======== DATA EXTRACTS

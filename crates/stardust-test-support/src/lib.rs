//! Shared test doubles and utilities for the Stardust Stories playback engine.

mod clock;
mod speech;

pub use clock::FixedClock;
pub use speech::{ManualSpeechBackend, SpeechRequest, TimedSpeechBackend};
//! Stardust Stories — narration.
//!
//! The narration driver turns narration requests into spoken audio through a
//! pluggable [`SpeechBackend`](domain::backend::SpeechBackend) and reports
//! exactly one completion per utterance, unless the utterance was cancelled.

pub mod application;
pub mod domain;
//! Playback domain types.

pub mod commands;
pub mod events;
pub mod outcome;
pub mod snapshot;
pub mod state;
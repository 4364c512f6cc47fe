//! Narration orchestration.

pub mod driver;
//! Shared application state.

use std::sync::Arc;

use stardust_playback::application::registry::SessionRegistry;
use stardust_story::application::catalog::StoryCatalog;

/// Application state shared across all request handlers.
#[derive(Debug, Clone)]
pub struct AppState {
    /// Stories available for playback.
    pub catalog: Arc<StoryCatalog>,
    /// Running playback sessions.
    pub sessions: Arc<SessionRegistry>,
}

impl AppState {
    /// Create new application state.
    #[must_use]
    pub fn new(catalog: StoryCatalog, sessions: SessionRegistry) -> Self {
        Self {
            catalog: Arc::new(catalog),
            sessions: Arc::new(sessions),
        }
    }
}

================

**PROBLEM TO WORK ON**
Restate all of the entries exactly, please.

**OUTPUT OF THE EXERCISE**
filename crates/stardust-test-support/src/lib.rs
//! Shared test doubles and utilities for the Stardust Stories playback engine.

mod clock;
mod speech;

pub use clock::FixedClock;
pub use speech::{ManualSpeechBackend, SpeechRequest, TimedSpeechBackend};
//! Stardust Stories — narration.
//!
//! The narration driver turns narration requests into spoken audio through a
//! pluggable [`SpeechBackend`](domain::backend::SpeechBackend) and reports
//! exactly one completion per utterance, unless the utterance was cancelled.

pub mod application;
pub mod domain;
//! Playback domain types.

pub mod commands;
pub mod events;
pub mod outcome;
pub mod snapshot;
pub mod state;
repository 4364c512f6cc47fe
//! Narration orchestration.

pub mod driver;
//! Shared application state.

use std::sync::Arc;

use stardust_playback::application::registry::SessionRegistry;
use stardust_story::application::catalog::StoryCatalog;

/// Application state shared across all request handlers.
#[derive(Debug, Clone)]
pub struct AppState {
    /// Stories available for playback.
    pub catalog: Arc<StoryCatalog>,
    /// Running playback sessions.
    pub sessions: Arc<SessionRegistry>,
}

impl AppState {
    /// Create new application state.
    #[must_use]
    pub fn new(catalog: StoryCatalog, sessions: SessionRegistry) -> Self {
        Self {
            catalog: Arc::new(catalog),
            sessions: Arc::new(sessions),
        }
    }
}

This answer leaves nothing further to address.